One of the noirs is Joseph Newman‘s 711 Ocean Drive (’50), which until today I’d never had the slightest interest in. (I just rented it on Amazon.) Edmond O’Brien, Joanne Dru, Otto Kruger and Don Porter. Bookies, wire services, greedy gamblers, horse races, etc.

In any event I was surprised to notice that HE’s own Glenn Kenny provides the commentary track on the disc.

From Bosley Crowther‘s N.Y. Times review, dated 7.20.50:

“It is not the bookmaker (O’Brien) who is the villain in this film. It is the suave and elusive syndicate gangster (Kruger) who makes the poor little free-enterprise ‘bookies’ pay tribute to him. And in its illustration of this vermin, 711 Ocean Drive is no more original or revealing than 100 previous gangster films. He is the same evil fellow you have seen countless times before, and the story of his badgering of the hero is as familiar as the palm of your hand.

“The hero, whom O’Brien plays in a cocky, truculent way, is, indeed, something of a champion of the highest American ideals.
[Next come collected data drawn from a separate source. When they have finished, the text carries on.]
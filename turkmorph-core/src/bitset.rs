//! Fixed-width set types over small enums
//!
//! Attribute and expectation sets are compared, hashed and used as map keys
//! constantly during compilation and search, so they are stored as plain
//! integers rather than hash sets.

/// Declares a `Copy` bitset over an enum that exposes `ALL` and `bit()`.
macro_rules! enum_set {
    ($(#[$meta:meta])* $set:ident, $elem:ident, $repr:ty) => {
        $(#[$meta])*
        #[derive(Clone, Copy, PartialEq, Eq, Hash, Default, PartialOrd, Ord)]
        pub struct $set($repr);

        impl $set {
            /// The empty set
            pub const fn empty() -> Self {
                Self(0)
            }

            /// Raw bit pattern; doubles as the canonical id of the set
            pub const fn bits(self) -> $repr {
                self.0
            }

            /// Rebuild a set from a bit pattern produced by [`Self::bits`]
            pub const fn from_bits(bits: $repr) -> Self {
                Self(bits)
            }

            /// Whether the element is present
            pub fn contains(self, elem: $elem) -> bool {
                self.0 & elem.bit() != 0
            }

            /// Whether every element of `other` is present
            pub fn contains_all(self, other: Self) -> bool {
                self.0 & other.0 == other.0
            }

            /// Whether at least one element of `other` is present
            pub fn contains_any(self, other: Self) -> bool {
                self.0 & other.0 != 0
            }

            /// Add an element in place
            pub fn insert(&mut self, elem: $elem) {
                self.0 |= elem.bit();
            }

            /// Remove an element in place
            pub fn remove(&mut self, elem: $elem) {
                self.0 &= !elem.bit();
            }

            /// Copy with the element added
            #[must_use]
            pub fn with(self, elem: $elem) -> Self {
                Self(self.0 | elem.bit())
            }

            /// Copy with the element removed
            #[must_use]
            pub fn without(self, elem: $elem) -> Self {
                Self(self.0 & !elem.bit())
            }

            /// Elements present in both sets
            #[must_use]
            pub fn intersection(self, other: Self) -> Self {
                Self(self.0 & other.0)
            }

            /// Elements present in either set
            #[must_use]
            pub fn union(self, other: Self) -> Self {
                Self(self.0 | other.0)
            }

            /// Whether the set has no elements
            pub fn is_empty(self) -> bool {
                self.0 == 0
            }

            /// Number of elements
            pub fn len(self) -> usize {
                self.0.count_ones() as usize
            }

            /// Elements in declaration order
            pub fn iter(self) -> impl Iterator<Item = $elem> {
                $elem::ALL.into_iter().filter(move |e| self.contains(*e))
            }
        }

        impl FromIterator<$elem> for $set {
            fn from_iter<I: IntoIterator<Item = $elem>>(iter: I) -> Self {
                let mut set = Self::empty();
                for elem in iter {
                    set.insert(elem);
                }
                set
            }
        }

        impl<const N: usize> From<[$elem; N]> for $set {
            fn from(elems: [$elem; N]) -> Self {
                elems.into_iter().collect()
            }
        }

        impl std::fmt::Debug for $set {
            fn fmt(&self, f: &mut std::fmt::Formatter<'_>) -> std::fmt::Result {
                f.debug_set().entries(self.iter()).finish()
            }
        }
    };
}

pub(crate) use enum_set;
All he wants to do is run his operation and make love to a syndicate gangster’s wife — a thoroughly acceptable ambition, since the latter is beautiful, fragile, well-bred Joanne Dru.

“It is Kruger as the boss of the syndicate who is the snake in the grass — he and Donald Porter as his henchman — a pair of contemptible racketeers. And the ultimate extirpation of O’Brien after a chase through Boulder Dam seems not so much a glorious triumph for law and order as a notch for the syndicate.

“In short, this little picture, conventionally written but well photographed, does no more than any gangster picture in reminding us that gangsters are crooks.”